Within the condition of postmodernity, the future presents
itself as foreclosed if it presents itself at all; to update
Baudrillard, the year 2050 has already happened..
In
pointing to this postmodern sense of an ending, of living
after the future or suspended in a perpetual present, I
don't mean to suggest the fundamental illegitimacy of any of
the positions characterized above. Postmodern critiques have
been vitally necessary and, arguably, socially
transformative (at least in their intentions). But I do want
to suggest why it has become so difficult for contemporary
progressive thinkers to posit the new--in exact inversion of
their modernist counterparts and in absolute contradiction
to a self-identity as progressive--and, perhaps more
importantly, to speculate on some of the consequences
arising from this refusal. First,
postmodern
challenges to the Western rationalist universalist paradigm
have been widespread--affecting virtually all branches of
knowledge--,broadly-based, and impossible to ignore if not
utterly devastating. Whether such critiques emerge from
post-structuralist, feminist, queer, neo-Marxist, ethnic or
postcolonial critics, and whether or not they have
materially altered the negative consequences of Western
logics, the radical critical and political analyses of the
last 30 years have fundamentally redefined the intellectual
project of Western critical thinkers. They have succeeded
only too well in demonstrating that we are blocked by
ethically bankrupt systems whose horizons we cannot think
beyond, systems that have failed but perhaps cannot be
overcome. In part, these critiques have emerged from a
recognition that some of the bloodiest carnage of the 20th C
was carried out in the name of bringing newness into the
world. This disastrous legacy of "utopian" ambitions has
rendered the term itself highly suspect, simply a synonym
for the will to power, the intellectual fantasy of total
control, or the desire to escape history itself.
Secondly,
the
very concept of newness has been commodified by postmodern
consumer culture to such an extent that genuine innovation
seems increasingly difficult to imagine. In the face of a
steady supply of new and improved cars, dish detergents,
(fill in the blank), newness itself becomes a ruined word,
only a repetition of the idea of newness in which nothing
actually is novel. Fredric Jameson considers this one of the
fundamental paradoxes of postmodernism and one of the
greatest problems for contemporary thinkers: "the
equivalence between an unparalleled rate of change on all
levels of social life and an unparalleled standardization of
everything. . . that would seem incompatible with just such
mutability. . . . The supreme value of the New and of
innovation. . . fades away against the steady stream of
momentum and variation that at some outer limit seems stable
and motionless. . . .[W]here everything now submits
to the perpetual change of fashion and media image, nothing
can change any longer. . . . [T]he persistence of
the Same through absolute Difference. . . discredits change.

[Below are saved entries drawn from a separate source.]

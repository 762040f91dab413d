//! HTTP-date parsing and formatting.

use chrono::{DateTime, Utc};

/// Parse an HTTP-date (IMF-fixdate) or, leniently, an RFC 3339 timestamp.
pub fn parse_http_date(value: &str) -> Option<DateTime<Utc>> {
    let value = value.trim();
    if value.is_empty() {
        return None;
    }
    DateTime::parse_from_rfc2822(value)
        .or_else(|_| DateTime::parse_from_rfc3339(value))
        .map(|d| d.with_timezone(&Utc))
        .ok()
}

/// Format a timestamp as an IMF-fixdate.
pub fn format_http_date(date: DateTime<Utc>) -> String {
    date.format("%a, %d %b %Y %H:%M:%S GMT").to_string()
}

. . absolute change equals stasis. . . .a disorder after the
end of history" (Jameson, 15-19). Our current cultural
preoccupation with difference--manifested in everything from
Benneton ads to identity politics--masks the fact of a
"universal weakening and sapping of difference on a global
scale," according to Jameson. Despite
what
may be its ultimate homogeneity, however, the bewildering
surface complexity of the postmodern landscape makes any
meaningful intervention within it, any real alternatives to
it, difficult to imagine, let alone act upon. Thus, as Ernst
Bloch writes of his own historical moment, "this world is a
world of repetition or of the great Time-And-Again. . . .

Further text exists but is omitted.